Spezialarzneien, die kaum Fortschritt bringen, sind immens teuer. Im Ausland sind dieselben Pillen oft günstiger.

Berlin. Krebsmedikamente, Impfstoffe und andere Spezialarzneien sorgen für weiter steigende Kosten im Gesundheitswesen. Die Krankenkassen verbuchen einen Anstieg von 5,3 Prozent auf 29,2 Milliarden Euro im vergangenen Jahr – der Ausgabenblock mit den höchsten Zuwachsraten. Das belegt der Arzneiverordnungs-Report 2009. Zusätzlich werden 1,5 Milliarden Euro für Impfstoffe ausgegeben. Der Report-Mitherausgeber Ulrich Schwabe forderte, dass die Politik die Kosten begrenzt. Es solle deshalb in Zukunft zentrale Preisverhandlungen mit der Pharmaindustrie geben.

Internationale Preisvergleiche zeigten für Deutschland Sparmöglichkeiten von mindestens 6,1 Milliarden Euro, sagte Schwabe. Dies macht rechnerisch 0,6 Beitragssatz-Punkte für Kassenversicherte aus. Zwar gehe ein Großteil des Kostenanstiegs auf therapeutisch wichtige neue Mittel etwa gegen Krebs zurück. „Trotzdem sind neue Arzneimittel in Deutschland weiterhin erheblich teuerer als in anderen Ländern.“ So koste beispielsweise die Impfung gegen Gebärmutterhalskrebs hierzulande ohne erkennbaren Grund 477 Euro – 163 Euro mehr als in der Schweiz.

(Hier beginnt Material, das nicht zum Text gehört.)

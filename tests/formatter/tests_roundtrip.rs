//! Round-trip Tests
//!
//! Serializing a tree and parsing the text back must give an equal tree, in
//! both surface styles and under every coding.

use proptest::prelude::*;
use rstest::rstest;
use termpose::{
    Coding, PrettyOptions, Term, parse, parse_with, pretty_print, pretty_print_with, serialize,
    serialize_with, terms,
};

use crate::helpers::source_fixtures::PARSED_FIXTURES;

// ============================================================================
// Fixtures
// ============================================================================

#[test]
fn test_fixtures_survive_compact_form() {
    for (name, term) in PARSED_FIXTURES.iter() {
        let text = serialize(term);
        assert_eq!(&parse(&text).unwrap(), term, "{name}: {text}");
    }
}

#[rstest]
fn test_fixtures_survive_pretty_form(#[values(0, 10, 20, 80)] width: usize) {
    for (name, term) in PARSED_FIXTURES.iter() {
        let text = pretty_print(term, width);
        let reparsed = parse(&text)
            .unwrap_or_else(|err| panic!("{name} at width {width}: {err}\n{text}"));
        assert_eq!(&reparsed, term, "{name} at width {width}:\n{text}");
        assert_eq!(pretty_print(&reparsed, width), text, "{name} is not idempotent");
    }
}

#[rstest]
#[case::pretty(Coding::pretty())]
#[case::bracketed(Coding::bracketed())]
#[case::cli(Coding::cli())]
fn test_fixtures_survive_every_coding(#[case] coding: Coding) {
    let options = PrettyOptions::with_width(12);
    for (name, term) in PARSED_FIXTURES.iter() {
        let compact = serialize_with(term, &coding);
        assert_eq!(&parse_with(&compact, &coding).unwrap(), term, "{name}: {compact}");

        let pretty = pretty_print_with(term, &coding, &options);
        assert_eq!(&parse_with(&pretty, &coding).unwrap(), term, "{name}:\n{pretty}");
    }
}

// ============================================================================
// Awkward atoms
// ============================================================================

#[rstest]
#[case("")]
#[case(" ")]
#[case("\"")]
#[case("\\")]
#[case("\\\"")]
#[case("tab\there")]
#[case("line\r\nbreak")]
#[case("(")]
#[case(":")]
#[case("ends with space ")]
fn test_awkward_atom_round_trips(#[case] value: &str) {
    let term = terms!["key", value, terms![value]];
    assert_eq!(parse(&serialize(&term)).unwrap(), term);
    assert_eq!(parse(&pretty_print(&term, 0)).unwrap(), term);
}

#[test]
fn test_empty_lists_round_trip() {
    let term = terms![Term::empty_list(), terms![Term::empty_list()], "x"];
    for width in [0, 3, 80] {
        assert_eq!(parse(&pretty_print(&term, width)).unwrap(), term, "width {width}");
    }
    assert_eq!(parse(&serialize(&term)).unwrap(), term);
}

// ============================================================================
// Properties
// ============================================================================

fn plain_atom() -> impl Strategy<Value = String> {
    "[a-z0-9_.+-]{1,6}"
}

fn any_atom() -> impl Strategy<Value = String> {
    "[a-zé☃ \t\r\n\"\\\\():\\[\\]=;]{0,6}"
}

fn tree(atom: BoxedStrategy<String>) -> impl Strategy<Value = Term> {
    atom.prop_map(Term::atom).prop_recursive(4, 48, 6, |inner| {
        prop::collection::vec(inner, 0..6).prop_map(Term::list)
    })
}

proptest! {
    #[test]
    fn prop_compact_round_trip(term in tree(any_atom().boxed())) {
        let text = serialize(&term);
        prop_assert_eq!(parse(&text).unwrap(), term);
    }

    #[test]
    fn prop_pretty_round_trip(term in tree(any_atom().boxed()), width in 0usize..40) {
        let text = pretty_print(&term, width);
        let reparsed = parse(&text).unwrap();
        prop_assert_eq!(&reparsed, &term);
        prop_assert_eq!(pretty_print(&reparsed, width), text);
    }

    #[test]
    fn prop_tab_coding_round_trip(term in tree(plain_atom().boxed()), width in 0usize..40) {
        let coding = Coding::bracketed();
        let text = pretty_print_with(&term, &coding, &PrettyOptions::with_width(width));
        prop_assert_eq!(parse_with(&text, &coding).unwrap(), term);
    }

    #[test]
    fn prop_wide_print_is_single_line(term in tree(plain_atom().boxed())) {
        let text = pretty_print(&term, usize::MAX);
        prop_assert_eq!(text.lines().count(), 1);
    }
}
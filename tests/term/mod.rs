mod tests_query;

Als weiteren Kostentreiber macht der Report teure Präparate aus, die ohne weiteres durch ähnliche, aber günstigere Medikamente ersetzt werden könnten. Allein damit ließen sich 1,7 Milliarden Euro zugunsten der Beitragszahler sparen. Beispielhaft nannte Schwabe den Cholesterinsenker Inegy, der 13-mal teurer sei als eine Standardtherapie. Derzeit prüfe der Gemeinsame Bundesausschuss, ob das Mittel weiter auf Kassenkosten verordnet werden darf.

Nur bei den Nachahmer-Medikamenten (Generika) seien gesetzliche Kostenbremsen einigermaßen erfolgreich gewesen. Schwabe kritisierte allerdings Prämien für die Apotheker bei diesen Mitteln. Die Sparmöglichkeiten von 1,1 Milliarden Euro bei den Generika würden durch die Rabattverträge der Kassen mit den Herstellern noch nicht einmal zu einem Drittel ausgenutzt.

Die Kosten-Dämpfungsbeschlüssen der Gesundheitsreform 2007 würden nur langsam umgesetzt. „Patentgeschützte Arzneimittel haben keine Preisgrenzen, obwohl bereits seit zweieinhalb Jahren Höchstbeträge möglich wären“, sagte er. Indirekt kritisierte er aber auch die jüngsten Reformen als unzureichend.

Der Chef der Kassenärztlichen Vereinigung Nordrhein, Leonhard Hansen, verlangt eine genaue Abwägung von Kosten und Nutzen sehr teurer Spezialpräparate, die zum Beispiel Krebspatienten nur wenige Tage zusätzliche Lebenszeit brächten. Eine Diskussion um Therapieziele sei dringend geboten, sagte Hansen. Außerdem gab er als Linie für seine eigenen Ärzte-Kollegen aus, einem Patienten möglichst nicht mehr als fünf verschiedene Präparate zu verschreiben. Die Erfahrung zeige, dass sonst die „Therapietreue“ schwinde – die Patienten lassen einzelne Pillen eigenmächtig weg. Teils würden sie aus Krankenhäusern mit bis zu 14 verschiedenen Medikamenten für einzelne Leiden entlassen, berichtete Hansen.